%%
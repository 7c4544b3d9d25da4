mod common;

use vizij_binding::{prop, BindingError, NativeEngine};

use common::hud;

#[test]
fn disposing_releases_every_subscribed_descendant() {
    let (mut h, game) = hud();
    let score = h.ctx.property::<prop::Number>(game, "Stats/Score").unwrap();
    let lives = h.ctx.property::<prop::Number>(game, "Stats/Lives").unwrap();
    let alive = h
        .ctx
        .property::<prop::Boolean>(game, "Player/Stats/Alive")
        .unwrap();
    let title = h.ctx.property::<prop::Text>(game, "Title").unwrap();
    h.ctx.subscribe(score, |_, _| {}).unwrap();
    h.ctx.subscribe(lives, |_, _| {}).unwrap();
    h.ctx.subscribe(alive, |_, _| {}).unwrap();
    h.ctx.subscribe(title, |_, _| {}).unwrap();
    assert_eq!(h.ctx.registered_count(), 4);

    let stats = h.ctx.instance_child(game, "Stats").unwrap();
    let stats_handle = h.handle(stats);
    let score_handle = h.prop_handle(score.id());

    assert!(h.ctx.dispose_instance(stats));
    assert_eq!(h.ctx.registered_count(), 2);
    assert!(h.ctx.lookup(stats_handle).is_none());
    assert!(h.ctx.lookup(score_handle).is_none());
    assert!(!h.ctx.is_property_alive(lives.id()));
    assert_eq!(h.ctx.value(score), None);
    assert_eq!(h.engine.ref_count(stats_handle), 0);
    assert_eq!(h.engine.ref_count(score_handle), 0);
    assert!(h.ctx.is_interested(game));

    assert!(h.ctx.dispose_instance(game));
    assert_eq!(h.ctx.registered_count(), 0);
    assert_eq!(h.ctx.cached_wrappers(), 0);
    assert_eq!(h.ctx.instance_count(), 0);
    assert_eq!(h.ctx.property_count(), 0);
    assert_eq!(h.engine.outstanding_refs(), 0);
    assert_eq!(h.engine.over_releases(), 0);
}

#[test]
fn disposing_twice_is_a_quiet_no_op() {
    let (mut h, game) = hud();
    let score = h.ctx.property::<prop::Number>(game, "Stats/Score").unwrap();

    assert!(h.ctx.dispose_property(score));
    assert!(!h.ctx.dispose_property(score));
    assert!(h.ctx.dispose_instance(game));
    assert!(!h.ctx.dispose_instance(game));
    assert!(matches!(
        h.ctx.diagnostics().last(),
        Some(BindingError::AlreadyDisposed(_))
    ));
    assert!(h.ctx.diagnostics().last().is_some_and(BindingError::is_quiet));
    assert_eq!(h.engine.over_releases(), 0);
}

#[test]
fn host_owned_children_survive_their_parent() {
    let (mut h, game) = hud();
    let player = h.ctx.instance_child(game, "Player").unwrap();
    let stats = h.ctx.instance_child(player, "Stats").unwrap();
    assert!(!h.ctx.is_host_owned(player));
    assert!(h.ctx.retain_instance(player));

    h.ctx.dispose_instance(game);
    assert!(h.ctx.is_alive(player));
    assert!(h.ctx.parents(player).is_empty());
    assert!(h.ctx.is_alive(stats), "still reachable from the retained player");

    let name = h.ctx.property::<prop::Text>(player, "Name").unwrap();
    assert_eq!(h.ctx.value(name).as_deref(), Some("P1"));

    assert!(h.ctx.release_instance(player));
    assert!(!h.ctx.is_alive(player));
    assert!(!h.ctx.is_alive(stats));
    assert_eq!(h.engine.outstanding_refs(), 0);
}

#[test]
fn disposed_property_is_rebuilt_on_next_lookup() {
    let (mut h, game) = hud();
    let score = h.ctx.property::<prop::Number>(game, "Stats/Score").unwrap();
    h.ctx.subscribe(score, |_, _| {}).unwrap();
    assert!(h.ctx.dispose_property(score));
    assert_eq!(h.ctx.registered_count(), 0);
    assert!(!h.ctx.is_interested(game));

    let again = h.ctx.property::<prop::Number>(game, "Stats/Score").unwrap();
    assert_ne!(again, score);
    assert_eq!(h.ctx.value(again), Some(0.0));
    assert!(!h.ctx.set_value(score, 1.0));
    assert!(matches!(
        h.ctx.diagnostics().last(),
        Some(BindingError::DisposedProperty(_))
    ));
}

#[test]
fn disposed_arguments_are_rejected() {
    let (mut h, game) = hud();
    let stats = h.ctx.instance_child(game, "Stats").unwrap();
    h.ctx.dispose_instance(stats);
    assert!(h.ctx.property::<prop::Number>(stats, "Score").is_none());
    assert!(!h.ctx.replace_child(game, "Stats", stats));
    assert!(matches!(
        h.ctx.diagnostics().last(),
        Some(BindingError::DisposedInstance(_))
    ));

    // the slot can be resolved again through the live parent
    let fresh = h.ctx.instance_child(game, "Stats").unwrap();
    assert_ne!(fresh, stats);
}

#[test]
fn reset_releases_everything_and_stays_usable() {
    let (mut h, game) = hud();
    let lives = h
        .ctx
        .property::<prop::Number>(game, "Player/Stats/Lives")
        .unwrap();
    h.ctx.subscribe(lives, |_, _| {}).unwrap();
    let enemies = h.ctx.property::<prop::List>(game, "Enemies").unwrap();
    let enemy = h.ctx.create_instance("Player").unwrap();
    h.ctx.list_add(enemies, enemy);

    h.ctx.reset();
    assert_eq!(h.ctx.registered_count(), 0);
    assert_eq!(h.ctx.cached_wrappers(), 0);
    assert!(!h.ctx.is_alive(game));
    assert_eq!(h.engine.outstanding_refs(), 0);
    assert_eq!(h.engine.over_releases(), 0);

    let again = h.ctx.create_instance("Game").unwrap();
    assert!(h.ctx.property::<prop::Number>(again, "Stats/Score").is_some());
}

#[test]
fn disposing_a_list_disposes_only_the_elements_it_held() {
    let (mut h, game) = hud();
    let enemies = h.ctx.property::<prop::List>(game, "Enemies").unwrap();
    let list = h.prop_handle(enemies.id());
    let kept = h.ctx.create_instance("Player").unwrap();
    assert!(h.ctx.list_add(enemies, kept));
    let raw = h.engine.create_instance("Player").unwrap();
    assert!(h.engine.list_insert(list, 1, raw));
    h.engine.release(raw);
    let items = h.ctx.list_items(enemies);
    assert_eq!(items.len(), 2);
    let synced = items[1];

    assert!(h.ctx.dispose_property(enemies));
    assert!(!h.ctx.is_alive(synced));
    assert!(h.ctx.is_alive(kept));
    assert!(h.ctx.parents(kept).is_empty());
    assert_eq!(h.ctx.instance_count(), 2);
}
%%
*TASK REQUIREMENTS*. Write out exactly the lines that fall from the line with "let stats_handle = h.handle(stats);" to the line with "assert_eq!(h.engine.ref_count(stats_handle), 0);" in the records above, keeping both ends.

*YOUR RESPONSE*.
    let stats_handle = h.handle(stats);
    let score_handle = h.prop_handle(score.id());

    assert!(h.ctx.dispose_instance(stats));
    assert_eq!(h.ctx.registered_count(), 2);
    assert!(h.ctx.lookup(stats_handle).is_none());
    assert!(h.ctx.lookup(score_handle).is_none());
    assert!(!h.ctx.is_property_alive(lives.id()));
    assert_eq!(h.ctx.value(score), None);
    assert_eq!(h.engine.ref_count(stats_handle), 0);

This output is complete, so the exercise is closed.